-------- INFORMATION PROVIDED

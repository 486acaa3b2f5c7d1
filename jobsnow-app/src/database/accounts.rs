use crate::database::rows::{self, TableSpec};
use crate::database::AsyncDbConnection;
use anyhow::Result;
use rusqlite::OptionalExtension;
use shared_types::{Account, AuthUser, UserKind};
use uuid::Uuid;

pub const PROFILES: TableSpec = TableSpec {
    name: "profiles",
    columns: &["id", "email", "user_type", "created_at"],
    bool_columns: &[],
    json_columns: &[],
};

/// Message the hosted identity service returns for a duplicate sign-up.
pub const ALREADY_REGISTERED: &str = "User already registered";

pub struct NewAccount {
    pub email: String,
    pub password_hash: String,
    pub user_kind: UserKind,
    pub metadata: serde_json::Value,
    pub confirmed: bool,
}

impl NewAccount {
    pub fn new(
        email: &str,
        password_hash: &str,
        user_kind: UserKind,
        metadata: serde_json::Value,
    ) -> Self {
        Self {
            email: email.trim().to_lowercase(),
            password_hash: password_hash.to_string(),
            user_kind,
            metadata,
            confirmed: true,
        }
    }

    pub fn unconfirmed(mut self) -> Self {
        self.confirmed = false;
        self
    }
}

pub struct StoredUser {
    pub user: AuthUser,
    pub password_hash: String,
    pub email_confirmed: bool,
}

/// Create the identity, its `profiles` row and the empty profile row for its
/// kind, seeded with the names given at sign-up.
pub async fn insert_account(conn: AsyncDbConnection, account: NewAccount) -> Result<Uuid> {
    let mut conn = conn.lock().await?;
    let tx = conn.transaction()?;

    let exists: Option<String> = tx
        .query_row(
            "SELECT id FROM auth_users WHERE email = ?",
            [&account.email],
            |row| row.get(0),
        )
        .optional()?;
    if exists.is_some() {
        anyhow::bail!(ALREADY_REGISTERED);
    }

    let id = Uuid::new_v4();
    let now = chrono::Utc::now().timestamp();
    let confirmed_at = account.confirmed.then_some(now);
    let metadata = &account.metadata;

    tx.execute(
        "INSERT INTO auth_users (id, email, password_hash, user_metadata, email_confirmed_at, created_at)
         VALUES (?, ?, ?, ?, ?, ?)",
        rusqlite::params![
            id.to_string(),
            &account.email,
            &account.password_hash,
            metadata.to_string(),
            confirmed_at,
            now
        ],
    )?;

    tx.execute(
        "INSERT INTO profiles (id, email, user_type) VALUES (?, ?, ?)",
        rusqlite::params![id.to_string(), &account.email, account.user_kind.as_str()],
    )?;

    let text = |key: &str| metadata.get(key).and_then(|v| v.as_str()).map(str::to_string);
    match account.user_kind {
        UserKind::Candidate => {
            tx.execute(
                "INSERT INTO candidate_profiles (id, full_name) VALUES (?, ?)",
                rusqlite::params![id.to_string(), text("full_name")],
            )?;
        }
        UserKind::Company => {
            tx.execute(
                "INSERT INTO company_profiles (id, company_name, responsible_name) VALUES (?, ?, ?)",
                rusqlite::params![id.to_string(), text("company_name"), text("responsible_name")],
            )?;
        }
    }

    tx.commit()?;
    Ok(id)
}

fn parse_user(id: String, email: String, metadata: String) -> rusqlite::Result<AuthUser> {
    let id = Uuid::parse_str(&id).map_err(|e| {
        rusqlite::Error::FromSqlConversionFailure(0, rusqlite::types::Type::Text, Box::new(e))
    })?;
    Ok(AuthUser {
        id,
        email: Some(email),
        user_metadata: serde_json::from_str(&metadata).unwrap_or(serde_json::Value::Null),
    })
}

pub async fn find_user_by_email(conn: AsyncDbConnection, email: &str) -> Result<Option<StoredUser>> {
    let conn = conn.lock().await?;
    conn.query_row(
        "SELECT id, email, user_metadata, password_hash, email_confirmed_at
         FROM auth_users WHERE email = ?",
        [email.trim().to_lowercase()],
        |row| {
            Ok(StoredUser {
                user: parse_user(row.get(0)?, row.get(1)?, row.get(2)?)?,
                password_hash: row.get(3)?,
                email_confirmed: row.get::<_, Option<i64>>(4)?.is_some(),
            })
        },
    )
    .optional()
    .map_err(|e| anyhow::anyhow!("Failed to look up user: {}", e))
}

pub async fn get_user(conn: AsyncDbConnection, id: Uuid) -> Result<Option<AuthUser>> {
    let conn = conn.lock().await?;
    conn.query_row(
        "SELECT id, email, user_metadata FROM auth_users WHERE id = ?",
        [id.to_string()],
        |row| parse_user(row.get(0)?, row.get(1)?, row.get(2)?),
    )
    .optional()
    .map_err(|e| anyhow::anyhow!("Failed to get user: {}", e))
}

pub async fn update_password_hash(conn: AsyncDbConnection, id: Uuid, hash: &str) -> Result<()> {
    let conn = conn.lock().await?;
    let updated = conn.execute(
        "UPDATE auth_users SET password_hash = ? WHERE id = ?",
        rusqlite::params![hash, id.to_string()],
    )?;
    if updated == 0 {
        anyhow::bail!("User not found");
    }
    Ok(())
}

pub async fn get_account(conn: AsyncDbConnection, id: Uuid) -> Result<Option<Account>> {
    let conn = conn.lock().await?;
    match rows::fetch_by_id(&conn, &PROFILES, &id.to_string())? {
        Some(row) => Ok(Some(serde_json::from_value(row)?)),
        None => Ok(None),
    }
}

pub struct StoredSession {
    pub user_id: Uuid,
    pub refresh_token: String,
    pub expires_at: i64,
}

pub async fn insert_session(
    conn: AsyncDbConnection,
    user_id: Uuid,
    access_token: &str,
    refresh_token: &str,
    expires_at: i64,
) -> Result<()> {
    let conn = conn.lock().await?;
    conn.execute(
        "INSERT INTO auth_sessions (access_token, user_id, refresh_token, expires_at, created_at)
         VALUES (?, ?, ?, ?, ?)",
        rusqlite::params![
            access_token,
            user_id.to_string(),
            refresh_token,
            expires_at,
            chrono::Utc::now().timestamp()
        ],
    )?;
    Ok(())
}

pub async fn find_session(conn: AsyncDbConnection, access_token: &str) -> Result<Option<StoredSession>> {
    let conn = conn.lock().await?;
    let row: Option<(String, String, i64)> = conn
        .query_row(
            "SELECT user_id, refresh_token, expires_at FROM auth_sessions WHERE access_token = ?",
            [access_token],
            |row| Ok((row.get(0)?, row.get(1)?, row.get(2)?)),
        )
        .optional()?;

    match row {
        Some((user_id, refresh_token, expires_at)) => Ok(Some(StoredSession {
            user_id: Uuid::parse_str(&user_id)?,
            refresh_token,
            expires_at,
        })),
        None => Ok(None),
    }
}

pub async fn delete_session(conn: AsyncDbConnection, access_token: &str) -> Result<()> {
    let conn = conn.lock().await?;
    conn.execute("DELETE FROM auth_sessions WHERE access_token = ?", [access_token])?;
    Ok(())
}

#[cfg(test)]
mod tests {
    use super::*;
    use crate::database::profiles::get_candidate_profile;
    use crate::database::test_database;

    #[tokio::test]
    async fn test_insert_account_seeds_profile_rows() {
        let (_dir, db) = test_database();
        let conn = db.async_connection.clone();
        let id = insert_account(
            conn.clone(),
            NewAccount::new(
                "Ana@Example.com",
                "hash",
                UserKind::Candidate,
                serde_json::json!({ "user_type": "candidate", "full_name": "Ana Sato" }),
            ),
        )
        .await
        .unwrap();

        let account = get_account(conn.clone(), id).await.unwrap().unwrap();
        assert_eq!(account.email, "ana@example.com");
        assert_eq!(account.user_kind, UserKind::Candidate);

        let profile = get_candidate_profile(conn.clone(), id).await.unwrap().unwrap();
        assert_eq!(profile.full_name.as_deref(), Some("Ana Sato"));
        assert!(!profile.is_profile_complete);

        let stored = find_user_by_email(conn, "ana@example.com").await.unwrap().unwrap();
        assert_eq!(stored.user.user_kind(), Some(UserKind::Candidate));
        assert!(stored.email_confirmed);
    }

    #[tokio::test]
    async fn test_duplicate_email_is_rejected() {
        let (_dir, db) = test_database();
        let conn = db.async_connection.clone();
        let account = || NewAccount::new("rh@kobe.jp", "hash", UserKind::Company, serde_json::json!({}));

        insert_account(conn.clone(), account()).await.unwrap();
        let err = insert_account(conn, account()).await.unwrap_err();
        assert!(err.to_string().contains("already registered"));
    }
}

----------------

● **TASK TO CARRY OUT**: In the records above, how many lines include "AuthUser"? Answer with the number alone.

● **REPLY TO THE EXERCISE**: 5